He aprendido un poco tarde que madurar significa ir asimilando el dolor y la belleza, así, simultáneamente. Dos fuerzas que determinan lo que somos y nuestra capacidad para la percepción y la construcción de las formas de la realidad. Es imprescindible asumirlo para poder sobrevivir a un día en que, con pocas horas de diferencia, empieza una guerra que, aunque lejos, también ha de ser determinante para la evolución de lo que María Zambrano describió como la vida derramándose; y, después, se inaugura una exposición que exalta la belleza que desvelan la luz y el color creando formas.

Leticia Feduchi inauguró su exposición “Sol” en la barcelonesa Sala Parés el mismo día que las tropas de Rusia entraban en Ucrania. Entonces, los cuadros de la pintora barcelonesa nacida en Madrid se convierten en refugio, y no me refiero únicamente a las escenas de interior –reflejo de su taller–, sino, especialmente, a los paisajes. Éstos constituyen tal vez la principal novedad de la exposición que puede visitarse hasta el 17 de abril, puesto que ella siempre había hablado de su dificultad para abordar el paisaje.

Pero tampoco son paisajes strictu sensu, mejor podrían definirse como retratos de grupos de árboles que quieren crear un lugar. Sus bodegones habituales también eran y son un paisaje. Los frutos –otra vez las granadas adquieren un protagonismo hipnotizador– nos trasladan inevitablemente a la naturaleza, en un nuevo movimiento en una obra caracterizada, sobre todo, por la coherencia. El suyo es un movimiento causado por la insatisfacción, por esa necesidad zambraniana de las raíces que van buscando la luz para ofrecer un cuerpo.

Los cuadros que ahora presenta fueron pintados en verano del año 2020, en Mallorca. Asegura que en ellos ha creado una ventana o marco abstracto para delimitar, para no perderse en la inmensidad, para no diluirse. Paradójicamente, necesita dirigirse al exterior para tener un metro cuadrado que permita pisar suelo firme. Es su manera de poner unos límites a la imagen, a la representación, con la intención de aprehender el objeto que se materializa. Hasta ahora, había combatido la amenaza de la dispersión cerrándose en su estudio, abordando objetos muy concretos, a veces descontextualizándolos. Magnífica retratista, su manera de operar exige llevar a su terreno aquello que quiere representar, aunque luego los ubique sobre unos fondos blancos, indefinidos, regidos por una estricta distribución arquitectónica.

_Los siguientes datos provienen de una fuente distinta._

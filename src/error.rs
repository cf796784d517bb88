//! Error types for this crate.
//!
//! All fallible operations return [`Result<T>`] which uses [`PipelineError`] as the error type.

use thiserror::Error;

/// A [`Result`](std::result::Result) alias using [`PipelineError`] as the error type.
pub type Result<T> = std::result::Result<T, PipelineError>;

/// The unified error type for all crate errors.
///
/// Nothing in this crate retries or recovers; every variant is meant to reach the caller.
///
/// # Example
///
/// ```rust,no_run
/// use sentiment_pipelines::error::PipelineError;
///
/// fn describe(e: &PipelineError) -> &'static str {
///     match e {
///         PipelineError::ResourceUnavailable(_) => "dataset or model could not be fetched",
///         PipelineError::SchemaMismatch(_) => "splits do not share a schema",
///         PipelineError::Io(_) => "local file could not be written",
///         _ => "other failure",
///     }
/// }
/// ```
#[derive(Error, Debug)]
#[non_exhaustive]
pub enum PipelineError {
    /// Dataset, split, model or file could not be resolved or downloaded.
    #[error("{0}")]
    ResourceUnavailable(String),

    /// Tables that were meant to be stacked have different columns.
    #[error("{0}")]
    SchemaMismatch(String),

    /// Local filesystem failure (permissions, disk full, missing directory).
    #[error("{0}")]
    Io(String),

    /// Tokenizer construction or encoding failure. Check input text.
    #[error("{0}")]
    Tokenization(String),

    /// Device initialization failure. Fall back to CPU.
    #[error("{0}")]
    Device(String),

    /// Internal error. Report if seen.
    #[error("{0}")]
    Unexpected(String),
}

impl From<hf_hub::api::sync::ApiError> for PipelineError {
    fn from(value: hf_hub::api::sync::ApiError) -> Self {
        PipelineError::ResourceUnavailable(format!("HuggingFace API error: {}", value))
    }
}

impl From<candle_core::Error> for PipelineError {
    fn from(value: candle_core::Error) -> Self {
        PipelineError::Unexpected(value.to_string())
    }
}

impl From<std::io::Error> for PipelineError {
    fn from(value: std::io::Error) -> Self {
        PipelineError::Io(value.to_string())
    }
}

impl From<serde_json::Error> for PipelineError {
    fn from(value: serde_json::Error) -> Self {
        PipelineError::Unexpected(value.to_string())
    }
}

impl From<arrow::error::ArrowError> for PipelineError {
    fn from(value: arrow::error::ArrowError) -> Self {
        match value {
            arrow::error::ArrowError::IoError(msg, _) => PipelineError::Io(msg),
            other => PipelineError::Unexpected(other.to_string()),
        }
    }
}

impl From<parquet::errors::ParquetError> for PipelineError {
    fn from(value: parquet::errors::ParquetError) -> Self {
        PipelineError::Io(format!("Parquet error: {}", value))
    }
}
//! Sentiment analysis pipeline.
//!
//! Classify text as `positive`, `neutral` or `negative`.
//! Returns both the predicted label and a confidence score.
//!
//! # Quick Start
//!
//! ```rust,no_run
//! use sentiment_pipelines::sentiment::SentimentAnalysisPipelineBuilder;
//! use sentiment_pipelines::ComputeDevice;
//!
//! # fn main() -> sentiment_pipelines::error::Result<()> {
//! let pipeline = SentimentAnalysisPipelineBuilder::twitter_roberta()
//!     .device(ComputeDevice::detect())
//!     .build()?;
//!
//! let output = pipeline.run(&["I absolutely love this product!"])?;
//! let p = output.into_predictions()?.remove(0);
//! println!("sentiment: {} (confidence: {:.2})", p.label, p.score);
//! # Ok(())
//! # }
//! ```
//!
//! # Batch Inference
//!
//! Analyze multiple texts at once (returns `BatchOutput`, aligned with the input order):
//!
//! ```rust,no_run
//! # use sentiment_pipelines::sentiment::SentimentAnalysisPipelineBuilder;
//! # fn main() -> sentiment_pipelines::error::Result<()> {
//! # let pipeline = SentimentAnalysisPipelineBuilder::twitter_roberta().build()?;
//! let tweets: &[&str] = &[
//!     "I love this movie!",
//!     "This was a terrible experience.",
//!     "It's okay, not great but not bad either.",
//! ];
//!
//! let output = pipeline.run(tweets)?;
//!
//! for r in output.results {
//!     let p = r.prediction?;
//!     println!("{}: {} ({:.2})", r.text, p.label, p.score);
//! }
//! # Ok(())
//! # }
//! ```
//!
//! # Supported Models
//!
//! | Model | Builder Method |
//! |-------|----------------|
//! | `cardiffnlp/twitter-roberta-base-sentiment` | [`SentimentAnalysisPipelineBuilder::twitter_roberta`] |
//! | Any RoBERTa sequence classifier on the hub | [`SentimentAnalysisPipelineBuilder::roberta`] |

// ============ Internal API ============

pub(crate) mod builder;
pub(crate) mod model;
pub(crate) mod pipeline;

// ============ Public API ============

pub use crate::models::roberta::RobertaOptions;
pub use crate::pipelines::stats::PipelineStats;
pub use crate::pipelines::utils::ComputeDevice;
pub use builder::SentimentAnalysisPipelineBuilder;
pub use pipeline::{BatchOutput, Classification, Prediction, SentimentAnalysisPipeline};

/// Only for generic annotations. Use [`SentimentAnalysisPipelineBuilder::twitter_roberta`].
pub type SentimentRoberta = crate::models::roberta::SentimentRobertaModel;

A ese criterio de proximidad atribuye el hecho de pintar su autorretrato: porque es el que tiene más disponible. Pero no siempre dice la verdad, o no toda la verdad, o no toda la verdad que su trabajo revela. Como si también al hablar quisiera delimitar un fragmento de la realidad en la que sentirse cómoda, sin grandes narraciones ni especulaciones discursivas en las que lo tangible se pierda de vista. Las formas se hacen necesarias para reconocer la materia, aunque acaben revelándose como insuficientes, porque ya ha renunciado a los fondos realistas que cubrían todo el lienzo o toda la madera con los que experimentó en otro momento de su trayectoria. Esa incapacidad para reconocer la complejidad se intuye del diálogo entre las figuras y un entorno con más tendencia a la abstracción.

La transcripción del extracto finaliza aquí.